After being released from prison, Moxon tells Thomas that he will get someone else to exact revenge against him. It is suggested that Moxon ordered Joe Chill to kill the Waynes and make it look like a mugging, but to spare their son Bruce in order to leave a witness who will describe his parents' murder as a robbery gone wrong.

Bruce Wayne does not uncover Moxon's involvement until years later, learning that Moxon has been operating a blimp business and cannot remember hiring Chill due to suffering from amnesia. Determining that Moxon's blimp business is a front for illegal activities, Batman pursues him in Thomas's costume after his own is damaged. Regaining his memories and believing Batman to be Thomas's vengeful ghost, Moxon panics and runs into the street, where he is hit and killed by a truck.

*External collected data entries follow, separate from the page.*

//! Local filesystem source implementation
//!
//! Provides async file I/O for reading stripe files from the local filesystem.

use std::path::{Path, PathBuf};

use async_trait::async_trait;
use bytes::Bytes;
use tokio::fs::File;
use tokio::io::{AsyncReadExt, AsyncSeekExt, SeekFrom};
use tokio::sync::Mutex;

use super::traits::RegionSource;
use crate::error::SourceError;

/// A region source reading from the local filesystem.
///
/// Uses tokio's async file I/O; range requests are served by seek + read
/// behind a mutex, so one handle serves a whole scan.
pub struct LocalSource {
    /// The file handle wrapped in a mutex for safe concurrent access
    file: Mutex<File>,
    /// Path to the file (for error reporting)
    path: PathBuf,
    /// Cached file size
    file_size: u64,
}

impl LocalSource {
    /// Open a local stripe file for reading.
    ///
    /// # Arguments
    /// * `path` - Path to the file to open
    ///
    /// # Returns
    /// A new `LocalSource` instance, or an error if the file cannot be opened.
    ///
    /// # Errors
    /// Returns `SourceError::NotFound` if the file doesn't exist.
    /// Returns `SourceError::PermissionDenied` if access is denied.
    /// Returns `SourceError::FileSystem` for other I/O errors.
    pub async fn open<P: AsRef<Path>>(path: P) -> Result<Self, SourceError> {
        let path = path.as_ref().to_path_buf();

        let file = File::open(&path).await.map_err(|e| {
            if e.kind() == std::io::ErrorKind::NotFound {
                SourceError::NotFound(path.display().to_string())
            } else if e.kind() == std::io::ErrorKind::PermissionDenied {
                SourceError::PermissionDenied(path.display().to_string())
            } else {
                SourceError::FileSystem(format!("{}: {}", path.display(), e))
            }
        })?;

        let metadata = file.metadata().await.map_err(|e| {
            SourceError::FileSystem(format!(
                "Failed to get metadata for {}: {}",
                path.display(),
                e
            ))
        })?;

        let file_size = metadata.len();

        Ok(Self {
            file: Mutex::new(file),
            path,
            file_size,
        })
    }

    /// Get the path to the file.
    pub fn path(&self) -> &Path {
        &self.path
    }
}

#[async_trait]
impl RegionSource for LocalSource {
    async fn read_range(&self, offset: u64, length: usize) -> Result<Bytes, SourceError> {
        // The contract is exact-or-fail: report how much actually exists
        // instead of clamping.
        let available = self.file_size.saturating_sub(offset);
        if (length as u64) > available {
            return Err(SourceError::ShortRead {
                offset,
                requested: length,
                returned: available as usize,
            });
        }

        let mut file = self.file.lock().await;

        file.seek(SeekFrom::Start(offset)).await.map_err(|e| {
            SourceError::FileSystem(format!(
                "Failed to seek to offset {} in {}: {}",
                offset,
                self.path.display(),
                e
            ))
        })?;

        let mut buffer = vec![0u8; length];
        let mut filled = 0usize;
        while filled < length {
            let read = file.read(&mut buffer[filled..]).await.map_err(|e| {
                SourceError::FileSystem(format!(
                    "Failed to read {} bytes at offset {} from {}: {}",
                    length,
                    offset,
                    self.path.display(),
                    e
                ))
            })?;
            // A file truncated after open shows up as EOF mid-read.
            if read == 0 {
                return Err(SourceError::ShortRead {
                    offset,
                    requested: length,
                    returned: filled,
                });
            }
            filled += read;
        }

        Ok(Bytes::from(buffer))
    }

    async fn size(&self) -> Result<u64, SourceError> {
        Ok(self.file_size)
    }
}

impl std::fmt::Debug for LocalSource {
    fn fmt(&self, f: &mut std::fmt::Formatter<'_>) -> std::fmt::Result {
        f.debug_struct("LocalSource")
            .field("path", &self.path)
            .field("file_size", &self.file_size)
            .finish()
    }
}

===Post Zero Hour version===
Lew Moxon is reintroduced into post-Zero Hour continuity as an aging mob boss with failed political aspirations who returns to Gotham City after years in self-imposed exile. However, his motivations and desire for revenge against Thomas Wayne are largely the same as his previous iteration. Following a failed assassination attempt by Deadshot, Moxon loses his ability to walk and is later killed by his former bodyguard Zeiss during Batman: War Games.

==In other media==
- Lew Moxon appears in the Batman: The Brave and the Bold episode "Chill of the Night!", voiced by Richard Moll. This version ordered Thomas Wayne's murder and expresses regret over Martha Wayne's death and Bruce Wayne becoming an orphan.
- An alternate universe version of Lew Moxon appears in the Justice League: Gods and Monsters tie-in comic, where he is killed by his universe's Batman.